The Articles of Capitulation of Montreal (Articles de capitulation de Montréal) were agreed upon between the Governor General of New France, Pierre François de Rigaud, Marquis de Vaudreuil-Cavagnal, and Major-General Jeffery Amherst on behalf of the French and British crowns. They were signed on 8 September 1760 in the British camp before the city of Montreal, during the French and Indian War after a two-month campaign which led to the fall of the city.

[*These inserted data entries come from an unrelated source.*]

//! JSON content negotiation on top of [`Client`].
//!
//! # Design
//! `JsonClient` always dispatches in raw-response mode so it can look at
//! `content-type` before the body is read. A JSON response is decoded into
//! `Body::Json`; anything else is read into `Body::Bytes`, so the raw handle
//! is consumed either way and `Response::raw` is always `None`.
//!
//! A malformed JSON body is the one failure that is returned as `Err`
//! ([`DecodeError`]) rather than folded into the envelope.

use std::time::Duration;

use crate::client::Client;
use crate::config::{ClientOptions, DEFAULT_COMPATIBLE_SCHEMES};
use crate::error::{ConfigError, DecodeError, TransportError};
use crate::http::{Body, HeaderInput, HttpMethod, Payload, Response};
use crate::params::{verb_query, Params, Query};
use crate::transport::{Transport, TransportResponse};

const JSON_CONTENT_TYPE: &str = "application/json";

/// Whether a `content-type` value is `application/json`, optionally
/// followed by `;` parameters.
pub fn is_json_content_type(value: &str) -> bool {
    let mime = value.split(';').next().unwrap_or_default();
    mime.trim().eq_ignore_ascii_case(JSON_CONTENT_TYPE)
}

/// Character set of the process locale, from `LC_ALL`, `LC_CTYPE` or `LANG`.
pub fn detect_charset() -> Option<String> {
    ["LC_ALL", "LC_CTYPE", "LANG"]
        .iter()
        .filter_map(|var| std::env::var(var).ok())
        .find(|value| !value.is_empty())
        .and_then(|locale| charset_from_locale(&locale))
}

/// `en_US.UTF-8@euro` -> `utf-8`. Locales without a codeset give `None`.
pub fn charset_from_locale(locale: &str) -> Option<String> {
    let (_, codeset) = locale.split_once('.')?;
    let codeset = codeset.split('@').next().unwrap_or_default().trim();
    if codeset.is_empty() {
        return None;
    }
    let codeset = codeset.to_ascii_lowercase();
    Some(match codeset.as_str() {
        "utf8" => "utf-8".to_string(),
        _ => codeset,
    })
}

/// [`Client`] that JSON-encodes object payloads and decodes JSON responses.
pub struct JsonClient<T: Transport> {
    inner: Client<T>,
    charset: Option<String>,
}

impl<T: Transport> JsonClient<T> {
    pub const COMPATIBLE_SCHEMES: &'static [&'static str] = DEFAULT_COMPATIBLE_SCHEMES;

    pub fn new(transport: T, url: &str, timeout: Duration) -> Result<Self, ConfigError> {
        Self::with_options(transport, url, ClientOptions::with_timeout(timeout))
    }

    /// `options.return_raw_response` is ignored; the wrapper manages it.
    pub fn with_options(
        transport: T,
        url: &str,
        options: ClientOptions,
    ) -> Result<Self, ConfigError> {
        let inner = Client::build(transport, url, options, Self::COMPATIBLE_SCHEMES)?;
        Ok(Self {
            inner,
            charset: detect_charset(),
        })
    }

    /// Override the charset advertised in the default `content-type`.
    pub fn with_charset(mut self, charset: Option<&str>) -> Self {
        self.charset = charset.map(str::to_string);
        self
    }

    pub fn client(&self) -> &Client<T> {
        &self.inner
    }

    pub fn client_mut(&mut self) -> &mut Client<T> {
        &mut self.inner
    }

    pub fn url(&self) -> &str {
        self.inner.url()
    }

    pub fn set_url(&mut self, url: &str) -> Result<(), ConfigError> {
        self.inner.set_url(url)
    }

    pub fn set_header(&mut self, name: &str, value: impl Into<HeaderInput>, append: bool) {
        self.inner.set_header(name, value, append);
    }

    pub fn reset_headers(&mut self) {
        self.inner.reset_headers();
    }

    pub fn set_basic_auth(&mut self, username: &str, password: &str) {
        self.inner.set_basic_auth(username, password);
    }

    fn content_type(&self) -> String {
        match &self.charset {
            Some(charset) => format!("{JSON_CONTENT_TYPE}; charset={charset}"),
            None => JSON_CONTENT_TYPE.to_string(),
        }
    }

    /// Issue a request with JSON negotiation.
    ///
    /// `Payload::Fields` and `Payload::Json` are sent as JSON text with
    /// `accept` and `content-type` defaulted to `application/json`. Every
    /// failure except a malformed JSON body is reported inside the envelope.
    pub async fn request(
        &self,
        method: HttpMethod,
        separator: &str,
        query: Option<Query>,
        payload: Option<Payload>,
    ) -> Result<Response<T::Response>, DecodeError> {
        let (payload, is_object) = match payload {
            Some(Payload::Fields(fields)) => (Some(encode(&fields)), true),
            Some(Payload::Json(value)) => (Some(encode(&value)), true),
            other => (other.map(Ok), false),
        };
        let payload = match payload.transpose() {
            Ok(payload) => payload,
            Err(e) => return Ok(Response::failed(e)),
        };

        let mut pending = match self.inner.pending_request(method, separator, query, payload) {
            Ok(pending) => pending,
            Err(e) => return Ok(Response::failed(e)),
        };
        if is_object {
            let headers = &mut pending.headers;
            headers.insert_default("accept", JSON_CONTENT_TYPE);
            headers.insert_default("content-type", self.content_type());
        }

        let response = self.inner.dispatch(pending, true).await;
        negotiate(response).await
    }

    pub async fn request_get(&self, params: Params) -> Result<Response<T::Response>, DecodeError> {
        self.request(HttpMethod::Get, "&", verb_query(params), None).await
    }

    pub async fn request_head(&self, params: Params) -> Result<Response<T::Response>, DecodeError> {
        self.request(HttpMethod::Head, "&", verb_query(params), None).await
    }

    pub async fn request_delete(
        &self,
        params: Params,
    ) -> Result<Response<T::Response>, DecodeError> {
        self.request(HttpMethod::Delete, "&", verb_query(params), None).await
    }

    pub async fn request_options(
        &self,
        params: Params,
    ) -> Result<Response<T::Response>, DecodeError> {
        self.request(HttpMethod::Options, "&", verb_query(params), None).await
    }

    pub async fn request_trace(
        &self,
        params: Params,
    ) -> Result<Response<T::Response>, DecodeError> {
        self.request(HttpMethod::Trace, "&", verb_query(params), None).await
    }

    pub async fn request_patch(
        &self,
        payload: Option<Payload>,
        params: Params,
    ) -> Result<Response<T::Response>, DecodeError> {
        self.request(HttpMethod::Patch, "&", verb_query(params), payload).await
    }

    pub async fn request_post(
        &self,
        payload: Option<Payload>,
        params: Params,
    ) -> Result<Response<T::Response>, DecodeError> {
        self.request(HttpMethod::Post, "&", verb_query(params), payload).await
    }

    pub async fn request_put(
        &self,
        payload: Option<Payload>,
        params: Params,
    ) -> Result<Response<T::Response>, DecodeError> {
        self.request(HttpMethod::Put, "&", verb_query(params), payload).await
    }
}

fn encode<S: serde::Serialize>(value: &S) -> Result<Payload, TransportError> {
    serde_json::to_string(value)
        .map(Payload::Text)
        .map_err(|e| TransportError::InvalidRequest(e.to_string()))
}

/// Consume the raw handle: decode JSON, otherwise keep the bytes.
async fn negotiate<R: TransportResponse>(
    mut response: Response<R>,
) -> Result<Response<R>, DecodeError> {
    let Some(raw) = response.raw.take() else {
        return Ok(response);
    };
    let is_json = response
        .header("content_type")
        .is_some_and(is_json_content_type);

    let body = match raw.bytes().await {
        Ok(body) => body,
        Err(e) => {
            tracing::warn!(error = %e, "failed to read response body");
            return Ok(Response::failed(e));
        }
    };

    response.body = if !is_json {
        Body::Bytes(body)
    } else if body.is_empty() {
        Body::Empty
    } else {
        tracing::debug!(len = body.len(), "decoding JSON response");
        Body::Json(serde_json::from_slice(&body)?)
    };
    Ok(response)
}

There were 55 articles, including a large array of demands with regard to the protection of the inhabitants of New France: the French, the Canadians, the Acadians, and the First Nations. De Vaudreuil demanded that all be granted the rights and privileges of the other British subjects. These consisted an amnesty of Canadian militiamen who had fought for the French, the free exercise of the Roman Catholic faith, the continuation of the ownership of black and Indian slaves by French Canadians, the continuation of the rights and privileges of the clergy and seigneurs and the guarantee of the rights enjoyed by the native peoples under the French regime. Most were granted by the British Army except those with reference to the Acadians.

Although the articles were drafted without participation from First Nations, Article 40 of the treaty recognized their sovereignty and autonomy, promising to uphold their right to their lands and religion and avoid punishment for having fought for the French.